Exercise aim:
Match on the string "ApiError" in the entries below and return every matching line.

Collected data
=-=-=

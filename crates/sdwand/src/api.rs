//! HTTP API
//!
//! Routes:
//! - `GET  /api/keys/wireguard`, `/api/keys/identity`: our base64 identity
//! - `GET  /api/keys/ssh`: published SSH keys
//! - `POST /api/link`: inbound pairing request
//! - `GET  /api/sdwan`: streaming topology export
//! - `GET  /api/links`: local link summaries
//! - `GET  /api/health`, `/api/health/{time}`: diagnostics verdicts and transcripts
//! - `POST /api/completions`: chat proxy to the inference backend

use crate::diagnostics::{DiagnosticsError, HealthRegistry};
use crate::inference::{render_prompt, ChatMessage, Inference, InferenceError};
use crate::pairing::{
    check_content_length, parse_link_body, LinkOutcome, PairingError, PendingLinks, MAX_LINK_BODY,
};
use crate::probe::SnapshotSource;
use crate::sync::Exporter;
use axum::body::{Body, Bytes};
use axum::extract::{Path, State};
use axum::http::{header, HeaderMap, StatusCode};
use axum::response::{IntoResponse, Response};
use axum::routing::{get, post};
use axum::{Extension, Json, Router};
use futures::{StreamExt, TryStreamExt};
use sdwan_core::{Identity, LinkSummary};
use sdwan_net::{FrameError, JsonArrayCodec};
use std::collections::BTreeMap;
use std::sync::Arc;
use thiserror::Error;
use tokio_util::codec::FramedRead;
use tokio_util::io::StreamReader;
use tracing::{debug, warn};

/// Deadline attached to a request by the front door
#[derive(Clone, Copy, Debug)]
pub struct RequestDeadline(pub tokio::time::Instant);

/// Shared handler state
#[derive(Clone)]
pub struct AppState {
    pub identity: Identity,
    pub ssh_keys: Arc<str>,
    pub pending: Arc<PendingLinks>,
    pub exporter: Arc<Exporter>,
    pub source: Arc<dyn SnapshotSource>,
    pub health: Option<HealthRegistry>,
    pub inference: Option<Arc<dyn Inference>>,
}

/// API errors, mapped onto status codes
#[derive(Debug, Error)]
pub enum ApiError {
    #[error(transparent)]
    Pairing(#[from] PairingError),
    #[error("Malformed request body: {0}")]
    BadBody(String),
    #[error("Not found")]
    NotFound,
    #[error("{0} is disabled on this node")]
    Disabled(&'static str),
    #[error(transparent)]
    Diagnostics(#[from] DiagnosticsError),
    #[error(transparent)]
    Inference(#[from] InferenceError),
    #[error("Background task failed: {0}")]
    Task(#[from] tokio::task::JoinError),
}

impl ApiError {
    fn status(&self) -> StatusCode {
        match self {
            Self::Pairing(PairingError::BadLength(_) | PairingError::Malformed(_)) => {
                StatusCode::BAD_REQUEST
            }
            Self::Pairing(PairingError::Conflict { .. }) => StatusCode::UNAUTHORIZED,
            Self::BadBody(_) => StatusCode::BAD_REQUEST,
            Self::NotFound => StatusCode::NOT_FOUND,
            Self::Disabled(_) => StatusCode::SERVICE_UNAVAILABLE,
            Self::Inference(_) => StatusCode::BAD_GATEWAY,
            Self::Pairing(_) | Self::Diagnostics(_) | Self::Task(_) => {
                StatusCode::INTERNAL_SERVER_ERROR
            }
        }
    }
}

impl IntoResponse for ApiError {
    fn into_response(self) -> Response {
        let status = self.status();
        if status.is_server_error() {
            warn!("Request failed: {}", self);
        } else {
            debug!("Request rejected ({}): {}", status, self);
        }
        (status, self.to_string()).into_response()
    }
}

/// Build the API router
pub fn router(state: AppState) -> Router {
    Router::new()
        .route("/api/keys/ssh", get(ssh_keys))
        .route("/api/keys/wireguard", get(identity))
        .route("/api/keys/identity", get(identity))
        .route("/api/link", post(link))
        .route("/api/sdwan", get(export))
        .route("/api/links", get(links))
        .route("/api/health", get(health_list))
        .route("/api/health/{time}", get(health_transcript))
        .route("/api/completions", post(completions))
        .with_state(state)
}

async fn ssh_keys(State(state): State<AppState>) -> String {
    state.ssh_keys.to_string()
}

async fn identity(State(state): State<AppState>) -> String {
    state.identity.to_base64()
}

async fn link(
    State(state): State<AppState>,
    headers: HeaderMap,
    body: Body,
) -> Result<&'static str, ApiError> {
    let length = headers
        .get(header::CONTENT_LENGTH)
        .and_then(|v| v.to_str().ok())
        .and_then(|v| v.parse::<u64>().ok());
    // the body is left unread when the length is wrong
    check_content_length(length)?;

    let body = axum::body::to_bytes(body, MAX_LINK_BODY)
        .await
        .map_err(|e| ApiError::BadBody(e.to_string()))?;
    let requester = parse_link_body(&body)?;

    // directory scans block
    let pending = state.pending.clone();
    let outcome = tokio::task::spawn_blocking(move || pending.submit(&requester)).await??;
    match outcome {
        LinkOutcome::Created => Ok("pending\n"),
        LinkOutcome::AlreadyPending => Ok("already pending\n"),
    }
}

async fn export(
    State(state): State<AppState>,
    deadline: Option<Extension<RequestDeadline>>,
) -> Response {
    let deadline = deadline.map(|Extension(RequestDeadline(at))| at);
    (
        [(header::CONTENT_TYPE, "application/json")],
        Body::from_stream(state.exporter.stream(deadline)),
    )
        .into_response()
}

async fn links(State(state): State<AppState>) -> Json<Vec<LinkSummary>> {
    let snapshot = state.source.snapshot().await;
    let summaries = snapshot
        .links()
        .iter()
        .map(|link| LinkSummary::of(link.as_ref()))
        .collect();
    Json(summaries)
}

async fn health_list(State(state): State<AppState>) -> Result<Json<BTreeMap<i64, bool>>, ApiError> {
    match &state.health {
        Some(registry) => Ok(Json(registry.list().await?)),
        None => Ok(Json(BTreeMap::new())),
    }
}

async fn health_transcript(
    State(state): State<AppState>,
    Path(time): Path<i64>,
) -> Result<Response, ApiError> {
    let registry = state.health.as_ref().ok_or(ApiError::NotFound)?;
    let muxer = registry.get(time).await?.ok_or(ApiError::NotFound)?;
    Ok((
        [(header::CONTENT_TYPE, "text/plain; charset=utf-8")],
        Body::from_stream(muxer.reader().into_stream()),
    )
        .into_response())
}

async fn completions(State(state): State<AppState>, body: Body) -> Result<Response, ApiError> {
    let inference = state.inference.clone().ok_or(ApiError::Disabled("inference"))?;

    let reader = StreamReader::new(body.into_data_stream().map_err(std::io::Error::other));
    let messages: Vec<ChatMessage> = FramedRead::new(reader, JsonArrayCodec::<ChatMessage>::new())
        .try_collect()
        .await
        .map_err(|e: FrameError| ApiError::BadBody(e.to_string()))?;

    let tokens = inference.complete(&render_prompt(&messages)).await?;
    let body = tokens.map(|token| token.map(Bytes::from).map_err(std::io::Error::other));
    Ok((
        [(header::CONTENT_TYPE, "text/plain; charset=utf-8")],
        Body::from_stream(body),
    )
        .into_response())
}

=-=-=

Expected output:
pub enum ApiError {
impl ApiError {
impl IntoResponse for ApiError {
) -> Result<&'static str, ApiError> {
        .map_err(|e| ApiError::BadBody(e.to_string()))?;
async fn health_list(State(state): State<AppState>) -> Result<Json<BTreeMap<i64, bool>>, ApiError> {
) -> Result<Response, ApiError> {
    let registry = state.health.as_ref().ok_or(ApiError::NotFound)?;
    let muxer = registry.get(time).await?.ok_or(ApiError::NotFound)?;
async fn completions(State(state): State<AppState>, body: Body) -> Result<Response, ApiError> {
    let inference = state.inference.clone().ok_or(ApiError::Disabled("inference"))?;
        .map_err(|e: FrameError| ApiError::BadBody(e.to_string()))?;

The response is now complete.